Just wondering who many of you guys are gonna hunt opener on thurs and how many of you are like me and have to wait two frickin days before they can go. I should have scheduled my classes so i had more time to hunt. I'm really thinkin i might come down with the two day flu here next week.


----------



## quackattack (Sep 27, 2003)

We start school on Thursday, so I for sure have to go to the 1st day. But as of right now i'm thinkin that I will be able to get out of school on friday. So hopefully I can hunt Friday-Monday. A good 4 day weekend and we can put a real hurtin on the birds. 4 more days!  
:beer:


----------



## Leo Porcello (Jul 10, 2003)

I will be aftert them the 1st through the 15th. Yeeeee haaaaaaaaa


----------



## KEN W (Feb 22, 2002)

I'll be out Thurs. afternoon.


----------



## GooseBuster3 (Mar 1, 2002)

Thursday- Mon!


----------



## SDNDhtr (Apr 29, 2005)

sat through monday.....thursday and friday classes are gonna kill me


----------



## ndwaterfowler (May 22, 2005)

Thursday-Monday :beer:


----------



## north14 (Oct 1, 2004)

I'll be getting the grinder and stuffer ready for the weekend. My son and his group of friends will be out Thurs. and Fri. Last year they did really well the 1st 2 days of season---56 birds. I made 3 batches of pepper sticks out of them.


----------



## muskat (Mar 5, 2002)

Thursday morning........then not again the rest of the early season (Getting married in September is a killer). 
Good news is that our honeymoon is over the Pheasant opener


----------



## honkertalker (Dec 7, 2004)

I gotta wait til Sat .


----------



## Eric Evenson (Aug 29, 2005)

Skipping school for opener so im happy . get out of school to go hunting, whats better


----------



## diver_sniper (Sep 6, 2004)

muskat, you should have set it for mid summer, planning gets done in the winter and spring, do it a little ways into summer, take care of the honey moon after that, take august to get ready and then let the real fun begin. i know if i had an anniversary to remember during hunting season sleepin in my truck would be an annual thing.


----------



## Springer (Dec 21, 2004)

> Good news is that our honeymoon is over the Pheasant opener


You don't want to hunt on the opener anyways. Too many dumb people out.


----------



## muskat (Mar 5, 2002)

> You don't want to hunt on the opener anyways. Too many dumb people out.


Which usually includes me


----------



## deacon (Sep 12, 2003)

Muskrat, man I feel good now at your expense. Any guy who gets married in the fall might as well kiss goodbye to hunting trips in the fall.

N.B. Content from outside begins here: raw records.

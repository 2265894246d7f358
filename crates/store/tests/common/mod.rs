//! In-memory backend shared by the store scenarios.
//!
//! Answers every `ApiClient` call from canned data, records each call the way
//! the HTTP client would issue it, and can be told to fail an operation or to
//! hold a portfolio response or a write until the test releases it.

#![allow(dead_code)]

use api_client::error::ApiError;
use api_client::{ApiClient, OrdersQuery};
use async_trait::async_trait;
use configuration::Config;
use core_types::{
    CashBalance, CashTransaction, HealthStatus, Instrument, InstrumentRef, MarketDataPoint,
    Order, OrderRequest, OrderSide, OrderStatus, OrderType, Portfolio, Position,
    PositionQuantity,
};
use rust_decimal::Decimal;
use std::collections::{HashMap, HashSet};
use std::sync::{Arc, Mutex};
use store::Store;
use tokio::sync::Notify;

#[derive(Default)]
struct Data {
    portfolios: HashMap<u64, Portfolio>,
    orders: HashMap<u64, Vec<Order>>,
    instruments: Vec<Instrument>,
    market_data: HashMap<u64, Vec<MarketDataPoint>>,
    failing: HashSet<&'static str>,
    next_order_id: u64,
}

#[derive(Default)]
pub struct FakeBackend {
    data: Mutex<Data>,
    calls: Mutex<Vec<String>>,
    gates: Mutex<HashMap<u64, Arc<Notify>>>,
    held: Mutex<HashMap<&'static str, Arc<Notify>>>,
}

impl FakeBackend {
    pub fn new() -> Arc<Self> {
        Arc::new(Self::default())
    }

    pub fn with_portfolio(&self, user_id: u64, portfolio: Portfolio) -> &Self {
        self.data.lock().unwrap().portfolios.insert(user_id, portfolio);
        self
    }

    pub fn with_orders(&self, user_id: u64, orders: Vec<Order>) -> &Self {
        self.data.lock().unwrap().orders.insert(user_id, orders);
        self
    }

    pub fn with_instruments(&self, instruments: Vec<Instrument>) -> &Self {
        self.data.lock().unwrap().instruments = instruments;
        self
    }

    pub fn with_market_data(&self, instrument_id: u64, points: Vec<MarketDataPoint>) -> &Self {
        self.data.lock().unwrap().market_data.insert(instrument_id, points);
        self
    }

    /// Makes every call of `operation` fail with a 500 until [`Self::recover`].
    pub fn fail(&self, operation: &'static str) -> &Self {
        self.data.lock().unwrap().failing.insert(operation);
        self
    }

    pub fn recover(&self, operation: &'static str) -> &Self {
        self.data.lock().unwrap().failing.remove(operation);
        self
    }

    /// Holds `get_portfolio` for `user_id` until the returned handle is notified.
    pub fn hold_portfolio(&self, user_id: u64) -> Arc<Notify> {
        let gate = Arc::new(Notify::new());
        self.gates.lock().unwrap().insert(user_id, Arc::clone(&gate));
        gate
    }

    /// Holds the next call of `operation` until the returned handle is notified.
    pub fn hold(&self, operation: &'static str) -> Arc<Notify> {
        let gate = Arc::new(Notify::new());
        self.held.lock().unwrap().insert(operation, Arc::clone(&gate));
        gate
    }

    async fn pass(&self, operation: &'static str) {
        let gate = self.held.lock().unwrap().remove(operation);
        if let Some(gate) = gate {
            gate.notified().await;
        }
    }

    pub fn calls(&self) -> Vec<String> {
        self.calls.lock().unwrap().clone()
    }

    pub fn count(&self, prefix: &str) -> usize {
        self.calls().iter().filter(|c| c.starts_with(prefix)).count()
    }

    fn record(&self, operation: &'static str, call: String) -> Result<(), ApiError> {
        self.calls.lock().unwrap().push(call);
        if self.data.lock().unwrap().failing.contains(operation) {
            return Err(ApiError::backend(Some(500), format!("{operation} unavailable")));
        }
        Ok(())
    }

    fn adjust_cash(&self, user_id: u64, delta: Decimal) {
        let mut data = self.data.lock().unwrap();
        let portfolio = data.portfolios.entry(user_id).or_default();
        portfolio.cash_balance.available += delta;
        portfolio.cash_balance.total += delta;
    }
}

#[async_trait]
impl ApiClient for FakeBackend {
    async fn get_portfolio(&self, user_id: u64) -> Result<Portfolio, ApiError> {
        let gate = self.gates.lock().unwrap().remove(&user_id);
        if let Some(gate) = gate {
            gate.notified().await;
        }
        self.record("portfolio", format!("GET /portfolio/{user_id}"))?;
        self.data
            .lock()
            .unwrap()
            .portfolios
            .get(&user_id)
            .cloned()
            .ok_or_else(|| ApiError::backend(Some(404), "User not found"))
    }

    async fn deposit(&self, user_id: u64, amount: Decimal) -> Result<CashTransaction, ApiError> {
        self.pass("deposit").await;
        self.record("deposit", format!("POST /cash/deposit {user_id} {amount}"))?;
        self.adjust_cash(user_id, amount);
        Ok(CashTransaction {
            side: Some(OrderSide::CashIn),
            size: Some(amount),
            status: Some(OrderStatus::Filled),
            ..CashTransaction::default()
        })
    }

    async fn withdraw(&self, user_id: u64, amount: Decimal) -> Result<CashTransaction, ApiError> {
        self.record("withdraw", format!("POST /cash/withdraw {user_id} {amount}"))?;
        self.adjust_cash(user_id, -amount);
        Ok(CashTransaction {
            side: Some(OrderSide::CashOut),
            size: Some(amount),
            status: Some(OrderStatus::Filled),
            ..CashTransaction::default()
        })
    }

    async fn get_cash_balance(&self, user_id: u64) -> Result<CashBalance, ApiError> {
        self.record("balance", format!("GET /cash/balance/{user_id}"))?;
        let data = self.data.lock().unwrap();
        Ok(data
            .portfolios
            .get(&user_id)
            .map(|p| p.cash_balance.clone())
            .unwrap_or_default())
    }

    async fn search_instruments(
        &self,
        query: &str,
        limit: u32,
    ) -> Result<Vec<Instrument>, ApiError> {
        self.record(
            "instruments",
            format!("GET /instruments/search?q={query}&limit={limit}"),
        )?;
        Ok(self.data.lock().unwrap().instruments.clone())
    }

    async fn get_instrument(&self, instrument_id: u64) -> Result<Instrument, ApiError> {
        self.record("instrument", format!("GET /instruments/{instrument_id}"))?;
        self.data
            .lock()
            .unwrap()
            .instruments
            .iter()
            .find(|i| i.id == instrument_id)
            .cloned()
            .ok_or_else(|| ApiError::backend(Some(404), "Instrument not found"))
    }

    async fn get_market_data(
        &self,
        instrument_id: u64,
        kind: &str,
    ) -> Result<Vec<MarketDataPoint>, ApiError> {
        self.record(
            "market_data",
            format!("GET /instruments/{instrument_id}/market-data?type={kind}"),
        )?;
        Ok(self
            .data
            .lock()
            .unwrap()
            .market_data
            .get(&instrument_id)
            .cloned()
            .unwrap_or_default())
    }

    async fn create_order(&self, request: &OrderRequest) -> Result<Order, ApiError> {
        self.record(
            "create_order",
            format!(
                "POST /orders {} {} {} {}",
                request.user_id, request.instrument_id, request.side, request.size
            ),
        )?;
        let mut data = self.data.lock().unwrap();
        data.next_order_id += 1;
        let order = Order {
            id: 1000 + data.next_order_id,
            instrument_id: Some(request.instrument_id),
            instrument: None,
            side: request.side,
            order_type: request.order_type,
            size: request.size,
            price: request.price,
            status: OrderStatus::New,
            datetime: None,
        };
        data.orders
            .entry(request.user_id)
            .or_default()
            .push(order.clone());
        Ok(order)
    }

    async fn get_user_orders(
        &self,
        user_id: u64,
        query: OrdersQuery,
    ) -> Result<Vec<Order>, ApiError> {
        let call = match query.status.as_query() {
            Some(status) => format!("GET /orders/user/{user_id}?status={status}&limit={}", query.limit),
            None => format!("GET /orders/user/{user_id}?limit={}", query.limit),
        };
        self.record("orders", call)?;
        let wanted = query.status.as_query();
        Ok(self
            .data
            .lock()
            .unwrap()
            .orders
            .get(&user_id)
            .into_iter()
            .flatten()
            .filter(|o| wanted.is_none_or(|s| o.status.to_string() == s))
            .take(query.limit as usize)
            .cloned()
            .collect())
    }

    async fn get_order(&self, order_id: u64) -> Result<Order, ApiError> {
        self.record("order", format!("GET /orders/{order_id}"))?;
        self.data
            .lock()
            .unwrap()
            .orders
            .values()
            .flatten()
            .find(|o| o.id == order_id)
            .cloned()
            .ok_or_else(|| ApiError::backend(Some(404), "Order not found"))
    }

    async fn cancel_order(&self, order_id: u64, user_id: u64) -> Result<Order, ApiError> {
        self.pass("cancel").await;
        self.record("cancel", format!("PUT /orders/{order_id}/cancel {user_id}"))?;
        let mut data = self.data.lock().unwrap();
        let order = data
            .orders
            .get_mut(&user_id)
            .and_then(|orders| orders.iter_mut().find(|o| o.id == order_id))
            .ok_or_else(|| ApiError::backend(Some(404), "Order not found"))?;
        if order.status != OrderStatus::New {
            return Err(ApiError::backend(
                Some(400),
                "Only NEW orders can be cancelled",
            ));
        }
        order.status = OrderStatus::Cancelled;
        Ok(order.clone())
    }

    async fn process_order(&self, order_id: u64) -> Result<Order, ApiError> {
        self.record("process", format!("POST /order-processing/process/{order_id}"))?;
        let mut data = self.data.lock().unwrap();
        let order = data
            .orders
            .values_mut()
            .flatten()
            .find(|o| o.id == order_id)
            .ok_or_else(|| ApiError::backend(Some(404), "Order not found"))?;
        order.status = OrderStatus::Filled;
        Ok(order.clone())
    }

    async fn get_pending_orders(&self, limit: u32) -> Result<Vec<Order>, ApiError> {
        self.record("pending", format!("GET /order-processing/pending?limit={limit}"))?;
        Ok(self
            .data
            .lock()
            .unwrap()
            .orders
            .values()
            .flatten()
            .filter(|o| o.status == OrderStatus::New)
            .take(limit as usize)
            .cloned()
            .collect())
    }

    async fn health(&self) -> Result<HealthStatus, ApiError> {
        self.record("health", "GET /health".to_string())?;
        Ok(HealthStatus {
            status: "OK".to_string(),
            timestamp: None,
        })
    }
}

// --- Fixtures ---

pub fn config() -> Config {
    let mut config = Config::default();
    config.notifications.auto_hide_ms = 50;
    config
}

pub fn store_for(backend: &Arc<FakeBackend>) -> Store {
    let api: Arc<dyn ApiClient> = backend.clone();
    Store::new(api, &config())
}

pub fn instrument(id: u64, ticker: &str) -> Instrument {
    Instrument {
        id,
        ticker: ticker.to_string(),
        name: format!("{ticker} S.A."),
        kind: Some("ACCIONES".to_string()),
    }
}

pub fn order(id: u64, status: OrderStatus) -> Order {
    Order {
        id,
        instrument_id: Some(7),
        instrument: Some(InstrumentRef {
            id: Some(7),
            ticker: "GGAL".to_string(),
            name: "Grupo Galicia".to_string(),
        }),
        side: OrderSide::Buy,
        order_type: OrderType::Limit,
        size: Decimal::from(10),
        price: Some(Decimal::from(100)),
        status,
        datetime: Some("2024-06-10T14:30:00".to_string()),
    }
}

/// Seven orders: three filled, two new, one cancelled, one rejected.
pub fn mixed_orders() -> Vec<Order> {
    use OrderStatus::*;
    [Filled, New, Filled, Cancelled, New, Rejected, Filled]
        .into_iter()
        .enumerate()
        .map(|(i, status)| order(i as u64 + 1, status))
        .collect()
}

pub fn portfolio(cash: Decimal, positions: Vec<Position>) -> Portfolio {
    Portfolio {
        cash_balance: CashBalance {
            available: cash,
            reserved: Decimal::ZERO,
            total: cash,
        },
        total_value: cash,
        positions,
        ..Portfolio::default()
    }
}

pub fn position(instrument_id: u64, ticker: &str, total: Decimal, reserved: Decimal) -> Position {
    Position {
        instrument_id,
        ticker: ticker.to_string(),
        name: format!("{ticker} S.A."),
        quantity: PositionQuantity {
            total,
            reserved,
            available: None,
        },
        ..Position::default()
    }
}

Alright, now don't make the second mistake by having a baby in the fall.

Good luck hope you have a great wedding and honeymoon!


----------



## muskat (Mar 5, 2002)

> Muskrat, man I feel good now at your expense.


Glad I can help out.


----------



## 870 XPRS (Mar 12, 2003)

Thursday- Monday

8)


----------



## H2OfowlND (Feb 10, 2003)

I'll be out tuesday and wednesday scouting then thursday through tuesday whackin 'n' stackin!!

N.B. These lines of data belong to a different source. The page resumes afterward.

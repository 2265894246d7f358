use rust_decimal::{Decimal, RoundingStrategy};

/// Formats an amount as currency with thousands separators and two decimals,
/// e.g. `$10,000.00` or `-$1,234.50`.
pub fn format_currency(amount: Decimal) -> String {
    let rounded = amount.round_dp_with_strategy(2, RoundingStrategy::MidpointAwayFromZero);
    let sign = if rounded.is_sign_negative() && !rounded.is_zero() { "-" } else { "" };
    let text = format!("{:.2}", rounded.abs());
    let (int_part, frac_part) = text.split_once('.').unwrap_or((text.as_str(), "00"));

    let mut grouped = String::with_capacity(int_part.len() + int_part.len() / 3);
    for (i, ch) in int_part.chars().enumerate() {
        if i > 0 && (int_part.len() - i) % 3 == 0 {
            grouped.push(',');
        }
        grouped.push(ch);
    }

    format!("{sign}${grouped}.{frac_part}")
}

/// Formats a percentage with an explicit sign, e.g. `+3.25%`.
pub fn format_percentage(value: Decimal) -> String {
    let rounded = value.round_dp(2);
    let sign = if rounded.is_sign_negative() { "" } else { "+" };
    format!("{sign}{rounded:.2}%")
}
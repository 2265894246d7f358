use core_types::{Instrument, Order, OrderSide, OrderStatus, Portfolio, StatusFilter};
use uuid::Uuid;

/// Resource classes that carry their own loading flag.
#[derive(Debug, Clone, Copy, PartialEq, Eq, Hash)]
pub enum Resource {
    Portfolio,
    Orders,
    Cash,
    Trading,
}

#[derive(Debug, Clone, Copy, Default, PartialEq, Eq)]
pub struct LoadingFlags {
    pub global: bool,
    pub portfolio: bool,
    pub orders: bool,
    pub cash: bool,
    pub trading: bool,
}

impl LoadingFlags {
    pub fn get(&self, resource: Resource) -> bool {
        match resource {
            Resource::Portfolio => self.portfolio,
            Resource::Orders => self.orders,
            Resource::Cash => self.cash,
            Resource::Trading => self.trading,
        }
    }

    pub(crate) fn set(&mut self, resource: Resource, value: bool) {
        match resource {
            Resource::Portfolio => self.portfolio = value,
            Resource::Orders => self.orders = value,
            Resource::Cash => self.cash = value,
            Resource::Trading => self.trading = value,
        }
    }

    pub fn any(&self) -> bool {
        self.global || self.portfolio || self.orders || self.cash || self.trading
    }
}

/// Order counts per status, always computed from an unfiltered listing.
#[derive(Debug, Clone, Copy, Default, PartialEq, Eq)]
pub struct OrderStats {
    pub total: usize,
    pub filled: usize,
    /// Orders still `NEW`.
    pub pending: usize,
    pub cancelled: usize,
    pub rejected: usize,
}

impl OrderStats {
    pub fn from_orders(orders: &[Order]) -> Self {
        let count = |status: OrderStatus| orders.iter().filter(|o| o.status == status).count();
        Self {
            total: orders.len(),
            filled: count(OrderStatus::Filled),
            pending: count(OrderStatus::New),
            cancelled: count(OrderStatus::Cancelled),
            rejected: count(OrderStatus::Rejected),
        }
    }
}

#[derive(Debug, Clone, Copy, Default, PartialEq, Eq)]
pub enum Severity {
    Success,
    Error,
    Warning,
    #[default]
    Info,
}

/// The single transient message shown to the user.
#[derive(Debug, Clone, Default, PartialEq, Eq)]
pub struct Notification {
    /// Identifies the showing so a late auto-dismiss cannot close a newer message.
    pub id: Option<Uuid>,
    pub message: String,
    pub severity: Severity,
    pub open: bool,
}

#[derive(Debug, Clone, Copy, PartialEq, Eq, Hash)]
pub enum ModalKind {
    Deposit,
    Withdraw,
    Trading,
}

/// Data handed to a modal when it opens, e.g. the side preselected by a
/// "Sell" button on a position row.
#[derive(Debug, Clone, Default, PartialEq, Eq)]
pub struct ModalPayload {
    pub side: Option<OrderSide>,
    pub instrument_id: Option<u64>,
}

#[derive(Debug, Clone, Default, PartialEq, Eq)]
pub struct ModalState {
    pub open: bool,
    pub payload: ModalPayload,
}

#[derive(Debug, Clone, Default, PartialEq, Eq)]
pub struct Modals {
    pub deposit: ModalState,
    pub withdraw: ModalState,
    pub trading: ModalState,
}

impl Modals {
    pub fn get(&self, kind: ModalKind) -> &ModalState {
        match kind {
            ModalKind::Deposit => &self.deposit,
            ModalKind::Withdraw => &self.withdraw,
            ModalKind::Trading => &self.trading,
        }
    }

    pub(crate) fn get_mut(&mut self, kind: ModalKind) -> &mut ModalState {
        match kind {
            ModalKind::Deposit => &mut self.deposit,
            ModalKind::Withdraw => &mut self.withdraw,
            ModalKind::Trading => &mut self.trading,
        }
    }
}

/// Everything the presentation layer renders. Only the reducer produces new
/// values of this type.
#[derive(Debug, Clone, PartialEq)]
pub struct AppState {
    /// The account currently displayed.
    pub user_id: u64,
    /// Bumped on every session selection; results fetched under an older
    /// generation are discarded.
    pub session_generation: u64,
    pub loading: LoadingFlags,
    pub portfolio: Option<Portfolio>,
    pub orders: Vec<Order>,
    pub order_stats: OrderStats,
    /// Instrument catalogue, fetched once and kept across session switches.
    pub instruments: Vec<Instrument>,
    pub orders_filter: StatusFilter,
    pub error: Option<String>,
    pub notification: Notification,
    pub modals: Modals,
}

impl AppState {
    pub fn new(user_id: u64) -> Self {
        Self {
            user_id,
            session_generation: 0,
            loading: LoadingFlags::default(),
            portfolio: None,
            orders: Vec::new(),
            order_stats: OrderStats::default(),
            instruments: Vec::new(),
            orders_filter: StatusFilter::All,
            error: None,
            notification: Notification::default(),
            modals: Modals::default(),
        }
    }

    pub fn available_cash(&self) -> rust_decimal::Decimal {
        self.portfolio
            .as_ref()
            .map(Portfolio::available_cash)
            .unwrap_or_default()
    }
}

How many are gonna be in pembina county doing some afternoon early pheasant scouting?? LOL

H2OfowlND


----------



## djleye (Nov 14, 2002)

Damn Muskat.......... I have an anniversary coming up   , Thanks for the reminder. I will have to drop off a gift to the wife in between hunting trips. I didn't know there would be an early goose season back when I got married!!!! :wink:


----------



## smalls (Sep 9, 2003)

djleye said:


> I didn't know there would be an early goose season back when I got married!!!! :wink:


Did you have to walk uphill both ways to the wedding too? :wink:


----------



## maple lake duck slayer (Sep 25, 2003)

:rollin: :rollin: :rollin:


----------



## purepower (Sep 11, 2004)

ours doesnt open till sat so its killing me just as much to wait those two days


----------



## djleye (Nov 14, 2002)

> Did you have to walk uphill both ways to the wedding too?


Oh yea, that's right Smalls, sit in the weeds and pick on the old guys!!!!  Thanks a lot buddy!! As a matter of fact I did and I had to paint my ankles black because I couldn't afford socks either!!! :wink:


----------



## greenheadhunter (Aug 26, 2005)

se if you do it the easy way just hunt em from the 15th to mid april. that way you doent have to worry bout people hunting your fields, no time limit, and when there not in season there is no limit on them. so my opinion. cut em


----------



## purepower (Sep 11, 2004)

tomorrow is the day finally....woo hoo.... :sniper: there going down :lol:


----------